Diffusion Generative Modelling for Divide-and-Conquer MCMC
C. Trojan, P. Fearnhead, C. Nemeth
TL;DR
This work tackles the challenge of merging subposteriors in divide-and-conquer MCMC without relying on Gaussianity. It introduces diffusion-based density approximations to learn unnormalised subposterior densities and combines them via annealed MCMC to sample the full posterior $p^{\text{full}}(\theta)$, with densities that interpolate between a Gaussian prior at $t=1$ and a learned non-Gaussian target at $t=0$. The approach uses score-matching objectives, energy-based parameterisations, and reparameterised SDEs to align subposterior priors and enable efficient sampling from complex, high-dimensional posteriors. Empirical results on toy and real datasets show improved accuracy over traditional merging methods, particularly in cases with non-Gaussian, multimodal, or poorly overlapping subposteriors, signaling a practical method for scalable Bayesian inference on large datasets.
Abstract
Divide-and-conquer MCMC is a strategy for parallelising Markov Chain Monte Carlo sampling by running independent samplers on disjoint subsets of a dataset and merging their output.

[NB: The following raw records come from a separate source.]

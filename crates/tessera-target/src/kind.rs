//! Target kind schemas.
//!
//! A [`TargetKind`] is the type contract for one family of targets: the
//! attributes it accepts and their types, default values, default keys, the
//! device type it compiles for, and at most one normalization hook.

use std::collections::BTreeMap;
use std::fmt;
use std::sync::Arc;

use crate::coerce;
use crate::device::DeviceType;
use crate::error::{Result, TargetError};
use crate::value::{ConfigMap, Value, ValueType};

/// Rewrites the fully resolved attribute map. Its output is trusted verbatim.
pub type AttrsPreprocessor = Arc<dyn Fn(ConfigMap) -> Result<ConfigMap> + Send + Sync>;

/// Rewrites the whole structured config before attributes are parsed.
///
/// A `features` entry in the returned map becomes the target's feature table.
pub type TargetParser = Arc<dyn Fn(ConfigMap) -> Result<ConfigMap> + Send + Sync>;

/// The optional normalization hook of a kind. The two hooks are exclusive.
#[derive(Clone, Default)]
pub enum KindExtension {
    #[default]
    None,
    Preprocessor(AttrsPreprocessor),
    Parser(TargetParser),
}

impl fmt::Debug for KindExtension {
    fn fmt(&self, f: &mut fmt::Formatter<'_>) -> fmt::Result {
        match self {
            KindExtension::None => write!(f, "None"),
            KindExtension::Preprocessor(_) => write!(f, "Preprocessor(..)"),
            KindExtension::Parser(_) => write!(f, "Parser(..)"),
        }
    }
}

/// Declared type and default of one attribute.
#[derive(Debug, Clone, PartialEq, Eq)]
pub struct AttrSchema {
    pub value_type: ValueType,
    pub default: Option<Value>,
}

/// Schema for one kind of target.
#[derive(Debug)]
pub struct TargetKind {
    name: String,
    default_device_type: DeviceType,
    default_keys: Vec<String>,
    attrs: BTreeMap<String, AttrSchema>,
    extension: KindExtension,
    tag_in_identity: bool,
}

impl TargetKind {
    /// Start a kind definition. The attributes every kind shares are
    /// registered up front.
    pub fn builder(name: impl Into<String>, default_device_type: DeviceType) -> TargetKindBuilder {
        TargetKindBuilder::new(name.into(), default_device_type)
    }

    pub fn name(&self) -> &str {
        &self.name
    }

    pub fn default_device_type(&self) -> DeviceType {
        self.default_device_type
    }

    pub fn default_keys(&self) -> &[String] {
        &self.default_keys
    }

    pub fn extension(&self) -> &KindExtension {
        &self.extension
    }

    /// Whether two targets that differ only in `tag` are distinct.
    pub fn tag_in_identity(&self) -> bool {
        self.tag_in_identity
    }

    /// Look up the schema of one attribute.
    pub fn attr(&self, key: &str) -> Option<&AttrSchema> {
        self.attrs.get(key)
    }

    /// All attribute schemas, ordered by key.
    pub fn attrs(&self) -> &BTreeMap<String, AttrSchema> {
        &self.attrs
    }

    /// Look up an attribute type, failing with the list of valid keys.
    pub fn find_type_info(&self, key: &str) -> Result<&ValueType> {
        match self.attrs.get(key) {
            Some(schema) => Ok(&schema.value_type),
            None => {
                let candidates: Vec<&str> = self.attrs.keys().map(String::as_str).collect();
                Err(TargetError::type_error(format!(
                    ": Cannot recognize '{key}'. Candidates are: {}",
                    candidates.join(", ")
                )))
            }
        }
    }

    /// Attribute defaults, ordered by key.
    pub fn defaults(&self) -> impl Iterator<Item = (&str, &Value)> {
        self.attrs
            .iter()
            .filter_map(|(k, s)| s.default.as_ref().map(|d| (k.as_str(), d)))
    }
}

impl PartialEq for TargetKind {
    fn eq(&self, other: &Self) -> bool {
        self.name == other.name
    }
}

impl Eq for TargetKind {}

/// Builder for [`TargetKind`].
pub struct TargetKindBuilder {
    name: String,
    default_device_type: DeviceType,
    default_keys: Vec<String>,
    attrs: BTreeMap<String, AttrSchema>,
    preprocessor: Option<AttrsPreprocessor>,
    parser: Option<TargetParser>,
    tag_in_identity: bool,
}

impl TargetKindBuilder {
    fn new(name: String, default_device_type: DeviceType) -> Self {
        let builder = TargetKindBuilder {
            name,
            default_device_type,
            default_keys: Vec::new(),
            attrs: BTreeMap::new(),
            preprocessor: None,
            parser: None,
            tag_in_identity: true,
        };
        builder
            .add_attr_option("tag", ValueType::Str)
            .add_attr_option("keys", ValueType::array_of(ValueType::Str))
            .add_attr_option("device", ValueType::Str)
            .add_attr_option("model", ValueType::Str)
            .add_attr_option("libs", ValueType::array_of(ValueType::Str))
            .add_attr_option("host", ValueType::Target)
            .add_attr_option("from_device", ValueType::Int)
            .add_attr_option("target_device_type", ValueType::Int)
    }

    /// Declare an attribute without a default.
    pub fn add_attr_option(mut self, key: impl Into<String>, value_type: ValueType) -> Self {
        self.attrs.insert(
            key.into(),
            AttrSchema {
                value_type,
                default: None,
            },
        );
        self
    }

    /// Declare an attribute with a default installed when it is not given.
    pub fn add_attr_option_with_default(
        mut self,
        key: impl Into<String>,
        value_type: ValueType,
        default: impl Into<Value>,
    ) -> Self {
        self.attrs.insert(
            key.into(),
            AttrSchema {
                value_type,
                default: Some(default.into()),
            },
        );
        self
    }

    pub fn set_default_keys<I, S>(mut self, keys: I) -> Self
    where
        I: IntoIterator<Item = S>,
        S: Into<String>,
    {
        self.default_keys = keys.into_iter().map(Into::into).collect();
        self
    }

    pub fn set_attrs_preprocessor<F>(mut self, f: F) -> Self
    where
        F: Fn(ConfigMap) -> Result<ConfigMap> + Send + Sync + 'static,
    {
        self.preprocessor = Some(Arc::new(f));
        self
    }

    pub fn set_target_parser<F>(mut self, f: F) -> Self
    where
        F: Fn(ConfigMap) -> Result<ConfigMap> + Send + Sync + 'static,
    {
        self.parser = Some(Arc::new(f));
        self
    }

    /// Treat `tag` as a debug label that does not affect equality or hashing.
    pub fn tag_is_debug_only(mut self) -> Self {
        self.tag_in_identity = false;
        self
    }

    /// Validate and finish the kind.
    ///
    /// Fails if both hooks are set, or if a default does not match the
    /// declared attribute type.
    pub fn build(self) -> Result<TargetKind> {
        let extension = match (self.preprocessor, self.parser) {
            (Some(_), Some(_)) => {
                return Err(TargetError::InvalidKind {
                    kind: self.name,
                    detail: "Cannot use both set_attrs_preprocessor and set_target_parser".into(),
                });
            }
            (Some(p), None) => KindExtension::Preprocessor(p),
            (None, Some(p)) => KindExtension::Parser(p),
            (None, None) => KindExtension::None,
        };

        for (key, schema) in &self.attrs {
            if let Some(default) = &schema.default {
                if !coerce::conforms(default, &schema.value_type) {
                    return Err(TargetError::InvalidKind {
                        kind: self.name.clone(),
                        detail: format!(
                            "default for '{key}' has type {} but {} is declared",
                            default.type_key(),
                            schema.value_type
                        ),
                    });
                }
            }
        }

        Ok(TargetKind {
            name: self.name,
            default_device_type: self.default_device_type,
            default_keys: self.default_keys,
            attrs: self.attrs,
            extension,
            tag_in_identity: self.tag_in_identity,
        })
    }
}

/// Schema lookup by kind name.
pub trait KindLookup {
    fn lookup_kind(&self, name: &str) -> Option<Arc<TargetKind>>;
}

/// An in-memory kind registry.
#[derive(Debug, Default, Clone)]
pub struct KindRegistry {
    kinds: BTreeMap<String, Arc<TargetKind>>,
}

impl KindRegistry {
    pub fn new() -> Self {
        Self::default()
    }

    /// Register a kind. Names must be unique.
    pub fn register(&mut self, kind: TargetKind) -> Result<Arc<TargetKind>> {
        if self.kinds.contains_key(kind.name()) {
            return Err(TargetError::InvalidKind {
                kind: kind.name().to_string(),
                detail: "a kind with this name is already registered".into(),
            });
        }
        let kind = Arc::new(kind);
        self.kinds.insert(kind.name().to_string(), Arc::clone(&kind));
        Ok(kind)
    }

    /// Registered kind names in sorted order.
    pub fn names(&self) -> Vec<&str> {
        self.kinds.keys().map(String::as_str).collect()
    }

    pub fn iter(&self) -> impl Iterator<Item = &Arc<TargetKind>> {
        self.kinds.values()
    }

    pub fn len(&self) -> usize {
        self.kinds.len()
    }

    pub fn is_empty(&self) -> bool {
        self.kinds.is_empty()
    }
}

impl KindLookup for KindRegistry {
    fn lookup_kind(&self, name: &str) -> Option<Arc<TargetKind>> {
        self.kinds.get(name).cloned()
    }
}
//! Loading `{`-prefixed structured target strings.

use std::collections::BTreeMap;

use crate::error::{Result, TargetError};
use crate::value::{ConfigMap, Value};

/// Turns the text of a structured target string into a config.
///
/// `Ok(None)` means the text parsed but holds no config.
pub trait ConfigLoader {
    fn load_config(&self, text: &str) -> Result<Option<ConfigMap>>;
}

/// Reads structured target strings as JSON objects.
///
/// `null` loads as no config; any other non-object is a value error.
#[derive(Debug, Default, Clone, Copy)]
pub struct JsonConfigLoader;

impl ConfigLoader for JsonConfigLoader {
    fn load_config(&self, text: &str) -> Result<Option<ConfigMap>> {
        let json: serde_json::Value = serde_json::from_str(text)?;
        match json {
            serde_json::Value::Null => Ok(None),
            serde_json::Value::Object(object) => {
                let mut config = ConfigMap::new();
                for (k, v) in object {
                    config.insert(k, json_to_value(v)?);
                }
                Ok(Some(config))
            }
            other => Err(TargetError::value(format!(
                "Expect a JSON object for a target config, but get: {other}"
            ))),
        }
    }
}

/// Convert a JSON value. Non-integral numbers have no attribute type.
pub fn json_to_value(json: serde_json::Value) -> Result<Value> {
    match json {
        serde_json::Value::Null => Ok(Value::None),
        serde_json::Value::Bool(b) => Ok(Value::Bool(b)),
        serde_json::Value::Number(n) => n.as_i64().map(Value::Int).ok_or_else(|| {
            TargetError::type_error(format!("Unsupported number in target config: {n}"))
        }),
        serde_json::Value::String(s) => Ok(Value::Str(s)),
        serde_json::Value::Array(items) => items
            .into_iter()
            .map(json_to_value)
            .collect::<Result<Vec<_>>>()
            .map(Value::Array),
        serde_json::Value::Object(object) => {
            let mut map = BTreeMap::new();
            for (k, v) in object {
                map.insert(Value::Str(k), json_to_value(v)?);
            }
            Ok(Value::Map(map))
        }
    }
}

#[cfg(test)]
mod tests {
    use super::*;

    #[test]
    fn loads_objects() {
        let config = JsonConfigLoader
            .load_config(r#"{"kind": "cuda", "arch": "sm_80", "libs": ["cudnn"], "from_device": 0}"#)
            .unwrap()
            .unwrap();
        assert_eq!(config.get("kind"), Some(&Value::from("cuda")));
        assert_eq!(config.get("libs"), Some(&Value::from(vec!["cudnn"])));
        assert_eq!(config.get("from_device"), Some(&Value::Int(0)));
    }

    #[test]
    fn null_is_no_config() {
        assert!(JsonConfigLoader.load_config("null").unwrap().is_none());
    }

    #[test]
    fn arrays_are_not_configs() {
        assert!(JsonConfigLoader.load_config("[1, 2]").is_err());
    }

    #[test]
    fn malformed_json_is_an_error() {
        let result = JsonConfigLoader.load_config("{kind:");
        assert!(matches!(result, Err(TargetError::Json(_))));
    }

    #[test]
    fn floats_are_rejected() {
        let err = json_to_value(serde_json::json!(1.5)).unwrap_err();
        assert!(err.message().contains("Unsupported number"));
    }
}
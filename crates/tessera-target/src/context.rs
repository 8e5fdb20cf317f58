//! The thread-local "current target" stack.
//!
//! Entering a scope pushes a shared target; leaving it pops that same
//! target. Scopes must be left in reverse order of entry. [`enter`] returns
//! a guard that leaves the scope when dropped, including on early return
//! and unwinding.

use std::cell::RefCell;
use std::marker::PhantomData;
use std::sync::Arc;

use crate::target::Target;

thread_local! {
    static CONTEXT_STACK: RefCell<Vec<Arc<Target>>> = const { RefCell::new(Vec::new()) };
}

/// Push `target` onto this thread's stack.
pub fn enter_scope(target: &Arc<Target>) {
    CONTEXT_STACK.with(|stack| stack.borrow_mut().push(Arc::clone(target)));
}

/// Pop `target` off this thread's stack.
///
/// # Panics
///
/// Panics if the stack is empty or its top is not the very object `target`
/// points to.
pub fn exit_scope(target: &Arc<Target>) {
    CONTEXT_STACK.with(|stack| {
        let mut stack = stack.borrow_mut();
        let top = stack
            .last()
            .unwrap_or_else(|| panic!("exiting target scope {target} with an empty context stack"));
        assert!(
            Arc::ptr_eq(top, target),
            "target scopes exited out of order: expected {top}, got {target}"
        );
        stack.pop();
    });
}

/// The innermost target of this thread.
///
/// # Panics
///
/// Panics if no scope is active and `allow_missing` is false.
pub fn current(allow_missing: bool) -> Option<Arc<Target>> {
    let top = CONTEXT_STACK.with(|stack| stack.borrow().last().cloned());
    assert!(
        top.is_some() || allow_missing,
        "Target context required. Please enter a target scope first"
    );
    top
}

/// Number of active scopes on this thread.
pub fn depth() -> usize {
    CONTEXT_STACK.with(|stack| stack.borrow().len())
}

/// Leaves its scope on drop. Bound to the thread that created it.
#[must_use = "the scope is left as soon as the guard is dropped"]
pub struct TargetScope {
    target: Arc<Target>,
    _not_send: PhantomData<*const ()>,
}

impl TargetScope {
    pub fn target(&self) -> &Arc<Target> {
        &self.target
    }
}

impl Drop for TargetScope {
    fn drop(&mut self) {
        exit_scope(&self.target);
    }
}

/// Enter a scope for `target`, left when the returned guard drops.
pub fn enter(target: &Arc<Target>) -> TargetScope {
    enter_scope(target);
    TargetScope {
        target: Arc::clone(target),
        _not_send: PhantomData,
    }
}

/// Run `f` with `target` as the current target.
pub fn with_target<R>(target: &Arc<Target>, f: impl FnOnce() -> R) -> R {
    let _scope = enter(target);
    f()
}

An ongoing challenge in the literature is to efficiently perform this merging without imposing distributional assumptions on the posteriors. We propose using diffusion generative modelling to fit density approximations to the subposterior distributions. This approach outperforms existing methods on challenging merging problems, while its computational cost scales more efficiently to high dimensional problems than existing density estimation approaches.